Aduh, ini kok cita rasanya sama kayak lagi diajak ngobrol sama om sendiri ya? "Aduh, jangan nangis, coba sini lukanya, Om mau lihat." Nggak masalah lah ya, yang penting sukses.

"Nggak apa-apa. Kakak ngerjain punya Kakak aja." Jual mahal dulu lah, murahnya nanti kalau dunia udah kebalik.

Setelah itu, Sasuke sedikit memperlihatkan lembar jawabannya yang sudah penuh dengan jawaban, termasuk lima soal essaynya. "Nggak sombong nih ya, kalo Kakak bisa ya sini dikerjain."

Sombong itu, elah. Untung ganteng, kalo nggak udah Sakura tinggal ke toilet kali. Tapi yang namanya rezeki, nggak datang dua kali, kalau ditolak ya nanti susah hati. Sakura langsung menggeser soalnya ke Sasuke, cowok itu langsung mencermati soalnya dan sibuk sendiri di sana.

Sepertinya belum ada lima menit, kakak kelasnya ini sudah menyelesaikan dua soal essay yang emang nggak ketemu hasilnya. Kayak ini soal anak SD kali ya, pakai jarimatika, nggak ada dua menit kelar.
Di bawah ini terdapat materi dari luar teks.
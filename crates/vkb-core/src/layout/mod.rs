//! Key layout table for the virtual keyboard.
//!
//! The layout is an ordered, read-only list of [`KeyDescriptor`]s.  Each
//! descriptor carries the key's DOM `KeyboardEvent.code` string (for example
//! `"KeyA"` or `"ShiftLeft"`), the visual row it belongs to, and either a
//! display name (for special keys such as Tab or Ctrl) or the characters it
//! prints in every supported [`Language`].
//!
//! # Why store the shifted glyph explicitly? (for beginners)
//!
//! For letters, Shift simply produces the uppercase form.  For every other
//! key there is no rule: Shift + `2` is `@` on an English layout but `"` on
//! a Russian one.  Storing both glyphs per language makes the table the
//! single source of truth; nothing is derived by case-folding except the
//! caps-lock rendering of the base glyph.

pub mod standard;

use crate::domain::language::Language;

/// The characters a printable key produces in one language.
#[derive(Debug, Clone, Copy, PartialEq, Eq)]
pub struct Glyphs {
    /// Character produced with no modifiers.
    pub base: char,
    /// Character produced while Shift is held.
    pub shifted: char,
}

/// What a key does when it is committed.
#[derive(Debug, Clone, Copy, PartialEq, Eq)]
pub enum KeyKind {
    /// A non-printable key.  It shows `name` and applies a fixed control
    /// action (or nothing) to the text buffer.
    Special {
        /// Label rendered on the button.
        name: &'static str,
    },
    /// A key that appends a character to the text buffer.
    Printable {
        /// Glyphs for [`Language::En`].
        en: Glyphs,
        /// Glyphs for [`Language::Ru`].
        ru: Glyphs,
    },
}

/// One entry of the layout table.
#[derive(Debug, Clone, Copy, PartialEq, Eq)]
pub struct KeyDescriptor {
    /// Unique key code (DOM `KeyboardEvent.code` vocabulary).
    pub code: &'static str,
    /// Row grouping used for visual placement.
    pub row: u8,
    /// Special or printable behaviour.
    pub kind: KeyKind,
}

impl KeyDescriptor {
    /// Builds a printable key from `(base, shifted)` pairs for each language.
    pub const fn printable(
        code: &'static str,
        row: u8,
        en: (char, char),
        ru: (char, char),
    ) -> Self {
        Self {
            code,
            row,
            kind: KeyKind::Printable {
                en: Glyphs { base: en.0, shifted: en.1 },
                ru: Glyphs { base: ru.0, shifted: ru.1 },
            },
        }
    }

    /// Builds a special (non-printable) key.
    pub const fn special(code: &'static str, row: u8, name: &'static str) -> Self {
        Self {
            code,
            row,
            kind: KeyKind::Special { name },
        }
    }

    /// Returns `true` for keys that do not print a glyph.
    pub fn is_special(&self) -> bool {
        matches!(self.kind, KeyKind::Special { .. })
    }

    /// Returns the display name of a special key, `None` for printable keys.
    pub fn name(&self) -> Option<&'static str> {
        match self.kind {
            KeyKind::Special { name } => Some(name),
            KeyKind::Printable { .. } => None,
        }
    }

    /// Returns the glyph pair for `language`, `None` for special keys.
    pub fn glyphs(&self, language: Language) -> Option<Glyphs> {
        match self.kind {
            KeyKind::Special { .. } => None,
            KeyKind::Printable { en, ru } => Some(match language {
                Language::En => en,
                Language::Ru => ru,
            }),
        }
    }

    /// Returns the text this key shows (and types) under the given modifiers.
    ///
    /// - Special keys always show their name.
    /// - Shift selects the shifted glyph and takes precedence over caps-lock.
    /// - Caps-lock alone uppercases the *base* glyph; it never consults the
    ///   shifted glyph, so caps-lock + `1` is still `1`.
    pub fn label(&self, language: Language, shift: bool, caps_lock: bool) -> String {
        match (self.name(), self.glyphs(language)) {
            (Some(name), _) => name.to_string(),
            (None, Some(glyphs)) if shift => glyphs.shifted.to_string(),
            (None, Some(glyphs)) if caps_lock => glyphs.base.to_uppercase().collect(),
            (None, Some(glyphs)) => glyphs.base.to_string(),
            (None, None) => String::new(),
        }
    }
}

/// An ordered, immutable key layout.
///
/// `Layout` is a cheap `Copy` handle around a `'static` slice, so every
/// controller can hold its own copy without allocation.
#[derive(Debug, Clone, Copy)]
pub struct Layout {
    keys: &'static [KeyDescriptor],
}

impl Layout {
    /// Wraps an arbitrary static key table.
    pub const fn new(keys: &'static [KeyDescriptor]) -> Self {
        Self { keys }
    }

    /// Returns the built-in 64-key English/Russian layout.
    pub fn standard() -> Self {
        Self::new(standard::STANDARD_KEYS)
    }

    /// All descriptors in table order.
    pub fn keys(&self) -> &'static [KeyDescriptor] {
        self.keys
    }

    /// Number of keys in the table.
    pub fn len(&self) -> usize {
        self.keys.len()
    }

    /// Returns `true` if the table has no keys.
    pub fn is_empty(&self) -> bool {
        self.keys.is_empty()
    }

    /// Looks up a descriptor by its exact key code.
    pub fn find(&self, code: &str) -> Option<&'static KeyDescriptor> {
        self.keys.iter().find(|key| key.code == code)
    }

    /// Returns `true` if `code` is present in the table.
    pub fn contains(&self, code: &str) -> bool {
        self.find(code).is_some()
    }

    /// Splits the table into visual rows.
    ///
    /// A new row starts whenever a descriptor's `row` differs from the
    /// previous one, so rows appear in table order.
    pub fn rows(&self) -> Vec<&'static [KeyDescriptor]> {
        let keys = self.keys;
        let mut rows = Vec::new();
        let mut start = 0;
        for i in 1..=keys.len() {
            if i == keys.len() || keys[i].row != keys[start].row {
                rows.push(&keys[start..i]);
                start = i;
            }
        }
        rows
    }
}

impl Default for Layout {
    fn default() -> Self {
        Self::standard()
    }
}

// ── Tests ─────────────────────────────────────────────────────────────────────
"Diteliti lagi, masih ada waktu lima menit."

Ebuset, perasaan tadi masih kurang duapuluh menit deh. Tanpa perlu aba-aba dua kali, Sakura langsung menyalin jawaban yang Sasuke kerjakan. Dan selesai tepat saat bel berbunyi.

Tapi ada yang aneh di situ. Bukan masalah pengerjaannya yang kelewat singkat, tapi tulisan jelek yang ditulis di bagian ujung lembaran soal. Sakura kembali membuka soalnya, tepat pada tulisan Sasuke.

Membuat Sakura menganga saat membacanya dan menatap Sasuke yang memasang tampang potongan wortel di dalam sayur sop.

Sayur emang manusia itu. Baru juga kenal, udah main hajar anak orang aja.

Sakura nggak lemah kok, iya :')

.

.

.

Groginya dikurangin. Baru juga duduk sebangku, gimana nanti duduk sepelaminan? xx

.

.

.

[FIN]

A.n : Iya-iya, Sakura di sini saya banget. Suka ngehalu, apalagi sama kakak kelas voli yang tamparan servisnya bikin keringet dingin. Lemah banget, iya.

Nggak berharap banyak juga sih, Cuma semoga menghibur aja!

Oiya, buat yang lagi ukk, kita senasib :') puasa memang banyak banget cobaannya. Semangat selalu tapi!

Btw, mau dibuatin sequel nggak nih? Kalau nggak ya tetep saya buat.